The key itself is stored in a Protected Custom Setting (so not visible in customer org, and only visible to ISV if they grant login access) and we generate the key via the package install script - e.g. use something that we know will be 32 chars long, and random Org Id + Random Integer

So when someone loads the page, we can decrypt the id, query for Contact and display the data. If the submit the form, we can capture the Contact Id and link to the data they are submitting, send emails etc. Obviously, it doesn't have to be the actual Id, but we are supporting multiple objects, so it is helpful to have an Id we can then use to get underlying object type etc.

  • Sounds like you have implemented similar solutions. Would you mind describing the architecture and how you ensured security. Apr 29, 2019 at 16:08

Will Security Review "kill me" for not having proper authentification

Most likely. Aside from breaking the MSA or Sites TOU, improper authentication is a big no-no. I'm not even sure how I'd describe this to the security team, because they will ask questions, and evasiveness is not a great way to get your app on the AppExchange. But to be certain, I'd ask someone there what is/is not permitted.

What are ways / are there ways to do this with user-specific, non-guessable URLs that are send via email?

Encryption. Have a randomly generated key stored in the org, use that to encrypt every URL parameter, decipher on load.

Some URL currently contain Salesforce Ids. Users could tamper them and call other valid Ids. Is there anything I can do against it?

Encryption. Visitors would never be able to find another valid value that wasn't given to them upfront, because they would be non-sequential and completely "random" from their perspective.
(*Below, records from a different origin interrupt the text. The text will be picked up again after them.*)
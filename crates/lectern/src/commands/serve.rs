//! Development server command.

use std::path::PathBuf;

use anyhow::Result;
use lectern_tasks::ProjectConfig;

/// Command-line overrides for the `[server]` section.
pub struct ServeOptions {
    pub port: Option<u16>,
    pub roots: Vec<PathBuf>,
    pub open: bool,
    pub livereload: bool,
}

/// Run the dev server.
pub async fn run(mut config: ProjectConfig, options: ServeOptions) -> Result<()> {
    if let Some(port) = options.port {
        config.server.port = port;
    }
    if !options.roots.is_empty() {
        config.server.roots = options.roots;
    }
    config.server.open &= options.open;
    config.server.livereload &= options.livereload;

    let page = config.root.join(&config.document.output);
    if !page.exists() {
        tracing::warn!(
            "{} not found. Run 'lectern build' first.",
            page.display()
        );
    }

    super::run::run(config, "serve").await
}
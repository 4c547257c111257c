//! Source document to markup conversion.

use std::fs;
use std::path::PathBuf;
use std::time::Instant;

use lectern_backends::{BackendError, BackendRegistry, DEFAULT_BACKEND};
use lectern_doc::{AttributeSet, ParseError, SafeMode, SourceDocument};

/// Configuration for converting a document.
#[derive(Debug, Clone)]
pub struct ConvertConfig {
    /// Source document
    pub source: PathBuf,

    /// Output markup file, overwritten on every run
    pub output: PathBuf,

    /// Backend used when the document does not name one
    pub backend: Option<String>,

    /// Include sandbox profile
    pub safe_mode: SafeMode,

    /// Attribute overrides, applied after front-matter
    pub attributes: AttributeSet,
}

impl Default for ConvertConfig {
    fn default() -> Self {
        Self {
            source: PathBuf::from("slides.md"),
            output: PathBuf::from("index.html"),
            backend: None,
            safe_mode: SafeMode::Safe,
            attributes: AttributeSet::new(),
        }
    }
}

/// Result of a conversion.
#[derive(Debug)]
pub struct ConvertResult {
    /// Backend that rendered the page
    pub backend: &'static str,

    /// Number of slides, title slide included
    pub slides: usize,

    /// Total conversion time in milliseconds
    pub duration_ms: u64,

    /// Output file
    pub output: PathBuf,
}

/// Errors that can occur during conversion.
#[derive(Debug, thiserror::Error)]
pub enum ConvertError {
    #[error("Failed to load document: {0}")]
    Document(#[from] ParseError),

    #[error("Failed to render document: {0}")]
    Backend(#[from] BackendError),

    #[error("Failed to write output {path}: {message}")]
    WriteError { path: String, message: String },
}

/// Converts one source document into one markup page.
pub struct DocumentConverter {
    config: ConvertConfig,
    registry: BackendRegistry,
}

impl DocumentConverter {
    /// Create a converter with the built-in backends.
    pub fn new(config: ConvertConfig) -> Self {
        Self::with_registry(config, BackendRegistry::with_defaults())
    }

    pub fn with_registry(config: ConvertConfig, registry: BackendRegistry) -> Self {
        Self { config, registry }
    }

    pub fn config(&self) -> &ConvertConfig {
        &self.config
    }

    /// Convert the document and write the output file.
    pub fn convert(&self) -> Result<ConvertResult, ConvertError> {
        let start = Instant::now();

        let doc = SourceDocument::load(&self.config.source, self.config.safe_mode)?;

        let backend_name = doc
            .frontmatter
            .backend
            .as_deref()
            .or(self.config.backend.as_deref())
            .unwrap_or(DEFAULT_BACKEND);
        let backend = self.registry.get(backend_name)?;

        // Backend defaults, then front-matter, then project overrides.
        let mut attributes = backend.default_attributes();
        attributes.merge(&doc.attributes());
        attributes.merge(&self.config.attributes);
        attributes.set("backend", backend.name());
        attributes.set("safe-mode-name", self.config.safe_mode.to_string());

        let deck = doc.to_deck(&attributes);
        let html = backend.render(&deck, &attributes)?;

        if let Some(parent) = self.config.output.parent() {
            if !parent.as_os_str().is_empty() {
                fs::create_dir_all(parent).map_err(|e| self.write_error(e))?;
            }
        }
        fs::write(&self.config.output, html).map_err(|e| self.write_error(e))?;

        tracing::info!(
            "Converted {} -> {} ({} backend, {} slides)",
            self.config.source.display(),
            self.config.output.display(),
            backend.name(),
            deck.slide_count()
        );

        Ok(ConvertResult {
            backend: backend.name(),
            slides: deck.slide_count(),
            duration_ms: start.elapsed().as_millis() as u64,
            output: self.config.output.clone(),
        })
    }

    fn write_error(&self, e: std::io::Error) -> ConvertError {
        ConvertError::WriteError {
            path: self.config.output.display().to_string(),
            message: e.to_string(),
        }
    }
}

#[cfg(test)]
mod tests {
    use super::*;
    use tempfile::tempdir;

    const DECK: &str = r#"---
title: Modeling Patterns
author: Sam Speaker
revealjs_theme: night
---

## Algebraic data types

Sums and products.

### Sealed interfaces

Exhaustive `switch`.
"#;

    fn converter(dir: &std::path::Path, attributes: AttributeSet) -> DocumentConverter {
        DocumentConverter::new(ConvertConfig {
            source: dir.join("slides.md"),
            output: dir.join("index.html"),
            attributes,
            ..Default::default()
        })
    }

    #[test]
    fn converts_document_to_revealjs() {
        let temp = tempdir().unwrap();
        std::fs::write(temp.path().join("slides.md"), DECK).unwrap();

        let result = converter(temp.path(), AttributeSet::new()).convert().unwrap();

        assert_eq!(result.backend, "revealjs");
        assert_eq!(result.slides, 3);
        let html = std::fs::read_to_string(temp.path().join("index.html")).unwrap();
        assert!(html.contains("Algebraic data types"));
        assert!(html.contains("dist/theme/night.css"));
    }

    #[test]
    fn conversion_is_idempotent() {
        let temp = tempdir().unwrap();
        std::fs::write(temp.path().join("slides.md"), DECK).unwrap();
        let converter = converter(temp.path(), AttributeSet::new());

        converter.convert().unwrap();
        let first = std::fs::read(temp.path().join("index.html")).unwrap();
        converter.convert().unwrap();
        let second = std::fs::read(temp.path().join("index.html")).unwrap();

        assert_eq!(first, second);
    }

    #[test]
    fn overrides_beat_frontmatter() {
        let temp = tempdir().unwrap();
        std::fs::write(temp.path().join("slides.md"), DECK).unwrap();
        let overrides = AttributeSet::new().with("revealjs_theme", "solarized");

        converter(temp.path(), overrides).convert().unwrap();

        let html = std::fs::read_to_string(temp.path().join("index.html")).unwrap();
        assert!(html.contains("dist/theme/solarized.css"));
    }

    #[test]
    fn missing_document_fails() {
        let temp = tempdir().unwrap();

        let result = converter(temp.path(), AttributeSet::new()).convert();

        assert!(matches!(
            result,
            Err(ConvertError::Document(ParseError::NotFound(_)))
        ));
        assert!(!temp.path().join("index.html").exists());
    }

    #[test]
    fn unknown_backend_fails() {
        let temp = tempdir().unwrap();
        std::fs::write(temp.path().join("slides.md"), "---\nbackend: pptx\n---\n## One\n").unwrap();

        let result = converter(temp.path(), AttributeSet::new()).convert();

        assert!(matches!(
            result,
            Err(ConvertError::Backend(BackendError::Unknown { .. }))
        ));
    }

    #[test]
    fn overwrites_previous_output() {
        let temp = tempdir().unwrap();
        std::fs::write(temp.path().join("slides.md"), DECK).unwrap();
        std::fs::write(temp.path().join("index.html"), "stale").unwrap();

        converter(temp.path(), AttributeSet::new()).convert().unwrap();

        let html = std::fs::read_to_string(temp.path().join("index.html")).unwrap();
        assert!(!html.contains("stale"));
    }
}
  • How would you suggest to change the solution to be safe enough and still not go the route of full auth or communities? Apr 29, 2019 at 15:57
  • 2
    @RobertSösemann You can't "fake" authentication according to the various agreements. The only way to do it is to get real licenses. I don't know what the license options are these days or how they'd compare, but you really should be having a talk with an account executive. I believe there's a (relatively) inexpensive Sites.com license type instead of Communities.
    – sfdcfox
    Apr 29, 2019 at 16:18
  • 1
    You could generate a sufficiently long random number with Crypto and store it in a unique field on the object instead of using encryption. Having to put in the extra field is a disadvantage, but the advantage is that you don't need to manage a key. @RobertSösemann Apr 29, 2019 at 23:27

Take a look at the External Identity license. It's designed for high-volume customer-facing webapps/use cases; the entry-level tier has very reasonable pricing (I'd say it's downright cheap). With External Identity it's likely that you will still need to roll your own pages but all identity services are available out of the box so you don't need to reinvent the wheel.

  • Would this license work with sites and existing Visualforce pages? How would users with license be created? Through a self service registration? Apr 29, 2019 at 18:09
  • 2
    It does work with sites and communities. In fact, the External Identity user is a Community-scoped entity. Existing VF pages - it depends on what they do. Users are created via the usual means (API). It can be self-reg with your own VF page fronting that process.